Ситуация, как всегда у Сенчина, буднична и вместе с тем символична. Герою рассказа Юрьеву исполняется сорок лет; он, сперва стремившийся обойти, заретушировать это событие, внезапно в пустой выходной решается дату отметить: созвать родных, «проводить старые годы, встретить новые», очертить круг семьи, восстановить и укрепить дружеские и семейные связи. Рассказ держится на концентрации судеб и эмоций – огромная семья, братья, сёстры, жёны, дети, племянники, размещается в тесноте той самой двухкомнатной квартиры, о которой с тайным содроганием думает Юрьев: «…представилось, что он уже старый, больше не надо идти на работу, что нет сил даже погулять рядом с подъездом; что в одной комнате – тоже старая и больная жена, а в другой – взрослые незамужние дочери…» И, как обычно бывает, с трудом сотканная ткань праздника и семейного единения рвётся под неосторожным прикосновением – именинник, задетый неискренним тостом племянника, сам оскорбляет друзей. Обиженные гости расходятся, человек остаётся один – в мёртвом пространстве квартиры, вещей, очертаний…

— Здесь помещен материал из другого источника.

use async_trait::async_trait;
use uuid::Uuid;

use crate::domain::recipe::errors::RecipeError;
use crate::domain::shared::session::Session;

pub struct SetRecipeLikeParams {
    pub session: Session,
    pub recipe_id: Uuid,
    pub liked: bool,
}

#[async_trait]
pub trait SetRecipeLikeUseCase: Send + Sync {
    async fn execute(&self, params: SetRecipeLikeParams) -> Result<(), RecipeError>;
}
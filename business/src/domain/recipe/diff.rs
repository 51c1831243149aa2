use std::collections::HashMap;

use bigdecimal::BigDecimal;
use uuid::Uuid;

/// One ingredient reference of a recipe: which item, and how much of it.
#[derive(Debug, Clone, PartialEq, Eq)]
pub struct ItemLine {
    pub item_id: Uuid,
    pub amount: BigDecimal,
}

impl ItemLine {
    pub fn new(item_id: Uuid, amount: BigDecimal) -> Self {
        Self { item_id, amount }
    }
}

/// Changes that turn a recipe's stored item lines into the submitted ones.
///
/// `to_create` and `to_update` follow the order of the submitted list,
/// `to_delete` follows the order of the existing list.
#[derive(Debug, Clone, Default, PartialEq)]
pub struct ItemListDiff {
    pub to_create: Vec<ItemLine>,
    pub to_update: Vec<ItemLine>,
    pub to_delete: Vec<ItemLine>,
}

impl ItemListDiff {
    pub fn is_empty(&self) -> bool {
        self.to_create.is_empty() && self.to_update.is_empty() && self.to_delete.is_empty()
    }
}

/// Computes the create/update/delete sets between two item lists keyed by item id.
///
/// Both inputs are expected to hold each item id at most once; callers reject
/// duplicates with [`duplicate_positions`] first. Lines present on both sides
/// with an equal amount are left out entirely.
pub fn diff_item_lines(existing: &[ItemLine], submitted: &[ItemLine]) -> ItemListDiff {
    let current: HashMap<Uuid, &BigDecimal> = existing
        .iter()
        .map(|line| (line.item_id, &line.amount))
        .collect();
    let wanted: HashMap<Uuid, &BigDecimal> = submitted
        .iter()
        .map(|line| (line.item_id, &line.amount))
        .collect();

    let mut diff = ItemListDiff::default();

    for line in submitted {
        match current.get(&line.item_id) {
            None => diff.to_create.push(line.clone()),
            Some(amount) if *amount != &line.amount => diff.to_update.push(line.clone()),
            Some(_) => {}
        }
    }

    diff.to_delete = existing
        .iter()
        .filter(|line| !wanted.contains_key(&line.item_id))
        .cloned()
        .collect();

    diff
}

/// Positions of every line whose item id appears more than once, ascending.
pub fn duplicate_positions(lines: &[ItemLine]) -> Vec<usize> {
    let mut occurrences: HashMap<Uuid, usize> = HashMap::new();
    for line in lines {
        *occurrences.entry(line.item_id).or_default() += 1;
    }

    lines
        .iter()
        .enumerate()
        .filter(|(_, line)| occurrences.get(&line.item_id).copied().unwrap_or(0) > 1)
        .map(|(position, _)| position)
        .collect()
}
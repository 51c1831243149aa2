use async_trait::async_trait;

use crate::domain::recipe::errors::RecipeError;
use crate::domain::recipe::model::RecipeOverview;
use crate::domain::shared::session::Session;

pub struct ListSharedRecipesParams {
    pub session: Session,
}

#[async_trait]
pub trait ListSharedRecipesUseCase: Send + Sync {
    async fn execute(
        &self,
        params: ListSharedRecipesParams,
    ) -> Result<Vec<RecipeOverview>, RecipeError>;
}
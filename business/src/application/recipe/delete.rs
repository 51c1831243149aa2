use std::sync::Arc;

use async_trait::async_trait;

use crate::domain::logger::Logger;
use crate::domain::recipe::errors::RecipeError;
use crate::domain::recipe::repository::RecipeRepository;
use crate::domain::recipe::use_cases::delete::{DeleteRecipeParams, DeleteRecipeUseCase};

pub struct DeleteRecipeUseCaseImpl {
    pub repository: Arc<dyn RecipeRepository>,
    pub logger: Arc<dyn Logger>,
}

#[async_trait]
impl DeleteRecipeUseCase for DeleteRecipeUseCaseImpl {
    async fn execute(&self, params: DeleteRecipeParams) -> Result<(), RecipeError> {
        let scope = params.session.scope()?;
        self.logger.info(&format!("Archiving recipe: {}", params.id));

        self.repository
            .archive(params.id, &scope)
            .await
            .map_err(RecipeError::from_lookup)?;

        self.logger.info(&format!("Recipe archived: {}", params.id));
        Ok(())
    }
}
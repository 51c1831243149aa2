use business::domain::errors::RepositoryError;
use sqlx::{PgPool, postgres::PgPoolOptions};
use std::{path::Path, time::Duration};
use thiserror::Error;

#[derive(Error, Debug)]
pub enum DatabaseError {
    #[error("database.connection_error")]
    ConnectionError,
    #[error("database.migration_error")]
    MigrationError,
}

/// Configuration for the database connection
pub struct DatabaseConfig {
    pub connection_string: String,
    pub max_connections: u32,
    pub acquire_timeout: Duration,
}

impl DatabaseConfig {
    pub fn new(connection_string: String, max_connections: u32) -> Self {
        Self {
            connection_string,
            max_connections,
            acquire_timeout: Duration::from_secs(30),
        }
    }
}

/// Creates a PostgreSQL connection pool
pub async fn create_postgres_pool(config: &DatabaseConfig) -> Result<PgPool, DatabaseError> {
    PgPoolOptions::new()
        .max_connections(config.max_connections)
        .acquire_timeout(config.acquire_timeout)
        .connect(&config.connection_string)
        .await
        .map_err(|e| {
            tracing::error!("Database connection failed: {e}");
            DatabaseError::ConnectionError
        })
}

/// Applies pending migrations found in `migrations_path`
pub async fn run_migrations(pool: &PgPool, migrations_path: &str) -> Result<(), DatabaseError> {
    let path = Path::new(migrations_path);
    if !path.exists() {
        tracing::error!("Migrations directory not found: {migrations_path}");
        return Err(DatabaseError::MigrationError);
    }

    sqlx::migrate::Migrator::new(path)
        .await
        .map_err(|e| {
            tracing::error!("Migrations could not be read: {e}");
            DatabaseError::MigrationError
        })?
        .run(pool)
        .await
        .map_err(|e| {
            tracing::error!("Migrations failed: {e}");
            DatabaseError::MigrationError
        })
}

/// Maps a driver error onto the repository port. Unique violations become `Duplicated`.
pub(crate) fn map_sqlx_error(error: sqlx::Error) -> RepositoryError {
    if let sqlx::Error::Database(db_error) = &error
        && db_error.is_unique_violation()
    {
        return RepositoryError::Duplicated;
    }
    tracing::error!("Database error: {error}");
    RepositoryError::DatabaseError
}
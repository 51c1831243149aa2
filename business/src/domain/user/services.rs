use super::errors::UserError;
use crate::domain::shared::value_objects::UserId;

/// One-way password hashing.
pub trait PasswordHasher: Send + Sync {
    fn hash(&self, password: &str) -> Result<String, UserError>;
    /// `false` for a wrong password and for an unreadable stored hash alike.
    fn verify(&self, password: &str, hash: &str) -> bool;
}

/// Issues and checks signed session tokens.
pub trait TokenService: Send + Sync {
    fn issue(&self, user_id: &UserId) -> Result<String, UserError>;
    /// Returns the subject of a valid, unexpired token.
    fn verify(&self, token: &str) -> Option<UserId>;
}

Что ж, реальность подстраивается под внутренний мир – аксиома. Так же и форма подстраивается под содержание. Именно этой проблеме – взаимоотношениям содержания и воплощения – посвящена статья Алисы Ганиевой «Изобретение малой формы» («Октябрь», № 7). Несмотря на «формальность» названия, текст Ганиевой оставляет память глубокого и верного разговора о сути, о тех внутренних процессах, которые совершаются в пространстве современной прозы, определяя и заново структурируя её развитие. Говоря об изобретении нового жанра – романа в рассказах, – Ганиева говорит об иронии: тотальной иронии современности, которая одна только и маскирует «ужас бытия». Роман, на поверку оказывающийся всего лишь собранием рассказов, – это не более чем гениальный обман и шутка: «Готовность малой формы мимикрировать под большую, притвориться чем-то иным перекликается с постмодернистскими тезисами и переводит жанр «сборник рассказов» в издательский формат, предполагающий единую фабулу, большой объём и другие романные признаки, у него отсутствующие». И вся статья становится размышлением об этих попытках «ужать» ускорившийся, увеличившийся, как мегаполис, потерявший стройную форму мир реальности в самоценный художественный мир.
Осколки панорамы
Особенно ярко это сжатие кадра при работе над действительностью выглядит в военной прозе начала XXI века. Военная тема, надо сказать, крепко взяла авторов толстых журналов в этот период; вся ткань публикаций натянута между двумя полюсами – жизнью мирной и жизнью военной, причём последняя совсем не обязательно оказывается замкнута в пространстве «чеченских» повестей и рассказов. Эхо войны отдаётся в интервью, в размышлениях о будущем нового поколения, в приметах мирного быта и времени… Так происходит в подборке рассказов Александра Карасёва «Дорога в облака» («Октябрь», № 7). Рассказы разрознены, ни общего сюжета, ни единственного рассказчика в подборке нет, есть настойчивое проникновение в мирный быт героев идеи войны. Боевое прошлое учёного Топчего, выдуманное им от начала и до конца («Он ни дня не служил в армии. Медкомиссия Коломенского артиллерийского училища в его случае оказалась непреклонной»), но становящееся его личной неоспоримой действительностью, боевая награда писателя Зощенко, вмонтированная в портсигар, боевое будущее мальчишки, которого на призывной пункт провожают семья и соседи. Тайное присутствие войны в изображении Карасёва необъяснимо и вместе с тем отчётливо, укрупнено, как блеск слезинки в глазах матери призывника.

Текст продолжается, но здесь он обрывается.